Bab 10 - Penginapan Sederhana

19.2K 1.4K 54
                                    

Hai-hai akhirnya bisa balik lagi meskipun aku gak bisa janji bisa fast update. Lagi sibuk renovasi rumah, ngurusin Bapak dan drama yang harus kutonton hehehehe.

Teruntuk Anggi Puri, thank you udah mau jadi tempat curhatku.

Buat para Mincan grup ARLF aka author and reader love and fun (di facebook dan BBM) terima kasih telah menjadi teman baik, yang jadi tukang sentil sekaligus pelindungku.

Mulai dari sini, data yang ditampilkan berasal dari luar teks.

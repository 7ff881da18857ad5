//! Span capture for asserting the tracing output of the policy pipeline.
//!
//! Fields declared `Empty` and filled in later with `span.record` are
//! merged into the captured span, so assertions see final values.

use std::collections::HashMap;
use std::sync::{Arc, Mutex};
use tracing::span::{Attributes, Id, Record};
use tracing::Subscriber;
use tracing_subscriber::layer::{Context, Layer};
use tracing_subscriber::registry::LookupSpan;

#[derive(Debug, Clone)]
pub struct CapturedSpan {
    pub name: &'static str,
    pub level: tracing::Level,
    pub fields: HashMap<String, String>,
    pub parent_name: Option<String>,
}

impl CapturedSpan {
    pub fn field(&self, name: &str) -> Option<&str> {
        self.fields.get(name).map(String::as_str)
    }
}

#[derive(Debug, Clone, Default)]
pub struct SpanStore(Arc<Mutex<Vec<CapturedSpan>>>);

impl SpanStore {
    pub fn spans(&self) -> Vec<CapturedSpan> {
        self.0.lock().unwrap().clone()
    }

    pub fn has_span(&self, name: &str) -> bool {
        self.0.lock().unwrap().iter().any(|s| s.name == name)
    }

    pub fn find_span(&self, name: &str) -> Option<CapturedSpan> {
        self.0
            .lock()
            .unwrap()
            .iter()
            .find(|s| s.name == name)
            .cloned()
    }

    pub fn find_spans(&self, name: &str) -> Vec<CapturedSpan> {
        self.0
            .lock()
            .unwrap()
            .iter()
            .filter(|s| s.name == name)
            .cloned()
            .collect()
    }
}

/// Position of a span in the store, kept in the span's extensions
struct StoreIndex(usize);

struct SpanCaptureLayer {
    store: SpanStore,
}

struct FieldVisitor<'a>(&'a mut HashMap<String, String>);

impl tracing::field::Visit for FieldVisitor<'_> {
    fn record_debug(&mut self, field: &tracing::field::Field, value: &dyn std::fmt::Debug) {
        self.0.insert(field.name().to_string(), format!("{:?}", value));
    }

    fn record_u64(&mut self, field: &tracing::field::Field, value: u64) {
        self.0.insert(field.name().to_string(), value.to_string());
    }

    fn record_i64(&mut self, field: &tracing::field::Field, value: i64) {
        self.0.insert(field.name().to_string(), value.to_string());
    }

    fn record_bool(&mut self, field: &tracing::field::Field, value: bool) {
        self.0.insert(field.name().to_string(), value.to_string());
    }

    fn record_str(&mut self, field: &tracing::field::Field, value: &str) {
        self.0.insert(field.name().to_string(), value.to_string());
    }
}

impl<S> Layer<S> for SpanCaptureLayer
where
    S: Subscriber + for<'lookup> LookupSpan<'lookup>,
{
    fn on_new_span(&self, attrs: &Attributes<'_>, id: &Id, ctx: Context<'_, S>) {
        let mut fields = HashMap::new();
        attrs.record(&mut FieldVisitor(&mut fields));

        let parent_name = attrs
            .parent()
            .and_then(|pid| ctx.span(pid))
            .map(|span| span.name().to_string())
            .or_else(|| ctx.lookup_current().map(|span| span.name().to_string()));

        let span_ref = ctx.span(id).expect("span should exist");
        let meta = span_ref.metadata();

        let mut spans = self.store.0.lock().unwrap();
        span_ref.extensions_mut().insert(StoreIndex(spans.len()));
        spans.push(CapturedSpan {
            name: meta.name(),
            level: *meta.level(),
            fields,
            parent_name,
        });
    }

    fn on_record(&self, id: &Id, values: &Record<'_>, ctx: Context<'_, S>) {
        let Some(span_ref) = ctx.span(id) else {
            return;
        };
        let extensions = span_ref.extensions();
        let Some(StoreIndex(idx)) = extensions.get::<StoreIndex>() else {
            return;
        };
        let mut spans = self.store.0.lock().unwrap();
        if let Some(captured) = spans.get_mut(*idx) {
            values.record(&mut FieldVisitor(&mut captured.fields));
        }
    }
}

/// Install a capturing subscriber for the current thread.
///
/// Hold the returned guard for the duration of the test.
pub fn init_test_tracing() -> (SpanStore, tracing::subscriber::DefaultGuard) {
    let store = SpanStore::default();
    let layer = SpanCaptureLayer {
        store: store.clone(),
    };

    use tracing_subscriber::layer::SubscriberExt;
    let subscriber = tracing_subscriber::registry().with(layer);
    let guard = tracing::subscriber::set_default(subscriber);

    (store, guard)
}
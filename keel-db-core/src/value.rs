//! Runtime values
//!
//! Expressions evaluate to *sets* of values (`Vec<Value>`); the empty set
//! stands for absence, there is no separate null.

use serde::{Deserialize, Serialize};
use serde_json::Value as JsonValue;
use std::fmt;
use std::sync::Arc;
use uuid::Uuid;

/// Identity of a stored object
#[derive(Clone, Copy, Debug, PartialEq, Eq, Hash, PartialOrd, Ord, Serialize, Deserialize)]
#[serde(transparent)]
pub struct ObjectId(Uuid);

impl ObjectId {
    /// Generate a fresh random identity
    pub fn new() -> Self {
        Self(Uuid::new_v4())
    }

    /// Wrap an existing UUID
    pub fn from_uuid(uuid: Uuid) -> Self {
        Self(uuid)
    }

    /// The underlying UUID
    pub fn as_uuid(&self) -> Uuid {
        self.0
    }
}

impl Default for ObjectId {
    fn default() -> Self {
        Self::new()
    }
}

impl fmt::Display for ObjectId {
    fn fmt(&self, f: &mut fmt::Formatter<'_>) -> fmt::Result {
        write!(f, "{}", self.0)
    }
}

/// Scalar types a property or global can hold
#[derive(Clone, Copy, Debug, PartialEq, Eq, Hash, Serialize, Deserialize)]
#[serde(rename_all = "lowercase")]
pub enum ScalarType {
    Bool,
    Int,
    Str,
    Uuid,
}

impl ScalarType {
    pub fn as_str(&self) -> &'static str {
        match self {
            ScalarType::Bool => "bool",
            ScalarType::Int => "int64",
            ScalarType::Str => "str",
            ScalarType::Uuid => "uuid",
        }
    }
}

/// A single runtime value
#[derive(Clone, Debug, PartialEq, Eq, Hash)]
pub enum Value {
    Bool(bool),
    Int(i64),
    Str(Arc<str>),
    Uuid(Uuid),
    /// Reference to a stored object
    Object(ObjectId),
}

impl Value {
    /// Create a string value
    pub fn str(s: impl AsRef<str>) -> Self {
        Value::Str(Arc::from(s.as_ref()))
    }

    pub fn as_bool(&self) -> Option<bool> {
        match self {
            Value::Bool(b) => Some(*b),
            _ => None,
        }
    }

    pub fn as_object(&self) -> Option<ObjectId> {
        match self {
            Value::Object(id) => Some(*id),
            _ => None,
        }
    }

    pub fn as_str(&self) -> Option<&str> {
        match self {
            Value::Str(s) => Some(s),
            _ => None,
        }
    }

    /// Scalar type of this value, `None` for object references
    pub fn scalar_type(&self) -> Option<ScalarType> {
        match self {
            Value::Bool(_) => Some(ScalarType::Bool),
            Value::Int(_) => Some(ScalarType::Int),
            Value::Str(_) => Some(ScalarType::Str),
            Value::Uuid(_) => Some(ScalarType::Uuid),
            Value::Object(_) => None,
        }
    }

    /// Render as JSON. Objects render as `{"id": "<uuid>"}`.
    pub fn to_json(&self) -> JsonValue {
        match self {
            Value::Bool(b) => JsonValue::Bool(*b),
            Value::Int(i) => JsonValue::from(*i),
            Value::Str(s) => JsonValue::String(s.to_string()),
            Value::Uuid(u) => JsonValue::String(u.to_string()),
            Value::Object(id) => serde_json::json!({ "id": id.to_string() }),
        }
    }
}

impl fmt::Display for Value {
    fn fmt(&self, f: &mut fmt::Formatter<'_>) -> fmt::Result {
        match self {
            Value::Bool(b) => write!(f, "{}", b),
            Value::Int(i) => write!(f, "{}", i),
            Value::Str(s) => write!(f, "'{}'", s),
            Value::Uuid(u) => write!(f, "<uuid>'{}'", u),
            Value::Object(id) => write!(f, "<object>{}", id),
        }
    }
}

impl From<bool> for Value {
    fn from(b: bool) -> Self {
        Value::Bool(b)
    }
}

impl From<i64> for Value {
    fn from(i: i64) -> Self {
        Value::Int(i)
    }
}

impl From<&str> for Value {
    fn from(s: &str) -> Self {
        Value::str(s)
    }
}

impl From<String> for Value {
    fn from(s: String) -> Self {
        Value::Str(Arc::from(s))
    }
}

impl From<ObjectId> for Value {
    fn from(id: ObjectId) -> Self {
        Value::Object(id)
    }
}
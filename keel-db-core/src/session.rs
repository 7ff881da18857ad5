//! Session context: per-session global variable bindings.

use crate::schema::Schema;
use crate::value::Value;
use std::collections::HashMap;

/// Global bindings for one session.
///
/// Unset globals fall back to the schema default, then to the empty set.
#[derive(Debug, Clone, Default, PartialEq)]
pub struct SessionContext {
    globals: HashMap<String, Value>,
}

impl SessionContext {
    pub fn new() -> Self {
        Self::default()
    }

    /// Builder: bind a global
    pub fn with_global(mut self, name: impl Into<String>, value: impl Into<Value>) -> Self {
        self.set_global(name, value);
        self
    }

    pub fn set_global(&mut self, name: impl Into<String>, value: impl Into<Value>) {
        self.globals.insert(name.into(), value.into());
    }

    /// Remove an explicit binding, restoring the default
    pub fn reset_global(&mut self, name: &str) -> Option<Value> {
        self.globals.remove(name)
    }

    /// Explicitly bound value, if any
    pub fn get(&self, name: &str) -> Option<&Value> {
        self.globals.get(name)
    }

    /// Effective value of a global as a set: the explicit binding, else the
    /// schema default, else empty.
    pub fn lookup(&self, schema: &Schema, name: &str) -> Vec<Value> {
        if let Some(value) = self.get(name) {
            return vec![value.clone()];
        }
        schema
            .global(name)
            .and_then(|def| def.default.clone())
            .into_iter()
            .collect()
    }
}
//! Object type names
//!
//! A `TypeName` wraps an `Arc<str>` so names can be cloned into guards,
//! cache keys and error messages without reallocating.

use serde::{Deserialize, Deserializer, Serialize, Serializer};
use std::borrow::Borrow;
use std::fmt;
use std::ops::Deref;
use std::sync::Arc;

/// Name of the implicit root type every object type extends.
pub const ROOT_TYPE: &str = "Object";

/// Name of the implicit identity property every object exposes.
pub const ID_POINTER: &str = "id";

/// Name of an object type
#[derive(Clone, Debug, PartialEq, Eq, Hash, PartialOrd, Ord)]
pub struct TypeName(Arc<str>);

impl TypeName {
    /// Create a new type name
    pub fn new(name: impl AsRef<str>) -> Self {
        Self(Arc::from(name.as_ref()))
    }

    /// The implicit root type
    pub fn root() -> Self {
        Self::new(ROOT_TYPE)
    }

    /// Get the name as a string slice
    pub fn as_str(&self) -> &str {
        &self.0
    }

    /// Check if this is the implicit root type
    pub fn is_root(&self) -> bool {
        self.as_str() == ROOT_TYPE
    }
}

impl fmt::Display for TypeName {
    fn fmt(&self, f: &mut fmt::Formatter<'_>) -> fmt::Result {
        f.write_str(&self.0)
    }
}

impl Deref for TypeName {
    type Target = str;

    fn deref(&self) -> &str {
        &self.0
    }
}

impl Borrow<str> for TypeName {
    fn borrow(&self) -> &str {
        &self.0
    }
}

impl AsRef<str> for TypeName {
    fn as_ref(&self) -> &str {
        &self.0
    }
}

impl From<&str> for TypeName {
    fn from(name: &str) -> Self {
        Self::new(name)
    }
}

impl From<String> for TypeName {
    fn from(name: String) -> Self {
        Self(Arc::from(name))
    }
}

impl From<&TypeName> for TypeName {
    fn from(name: &TypeName) -> Self {
        name.clone()
    }
}

impl Serialize for TypeName {
    fn serialize<S: Serializer>(&self, serializer: S) -> Result<S::Ok, S::Error> {
        serializer.serialize_str(&self.0)
    }
}

impl<'de> Deserialize<'de> for TypeName {
    fn deserialize<D: Deserializer<'de>>(deserializer: D) -> Result<Self, D::Error> {
        let s = String::deserialize(deserializer)?;
        Ok(TypeName::from(s))
    }
}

Aku terberkati memiliki kalian semua

Terima kasih doa yang telah kalian panjatkan untuk kesehatan Bapakku. Meskipun belum pulih betul, tapi Bapakku sudah melewati masa kritis dan sekarang sedang mengikuti sesi fisioterapi.

Happy Reading...

Sudah kusangka kalo Kak Radit bakalan milih hotel sederhana, tapi tetep saja hatiku gak rela kalo mesti tidur di tempat ini. Sebuah kamar kecil dengan single bed dan sebuah meja ada di sebelahnya, sebuah TV empat belas inch dan kamar mandi kecil ada di sudut kiri ruangan, yang paling menyedihkan adalah gak ada ac. Kamar ini hanya dilengkapi exhaust fan. Ya ampun, ini namanya bukan hemat tapi pelit. "Aku gak bisa tidur disini." Air mata merebak. Gak mungkin aku bisa tidur di kamar seperti ini.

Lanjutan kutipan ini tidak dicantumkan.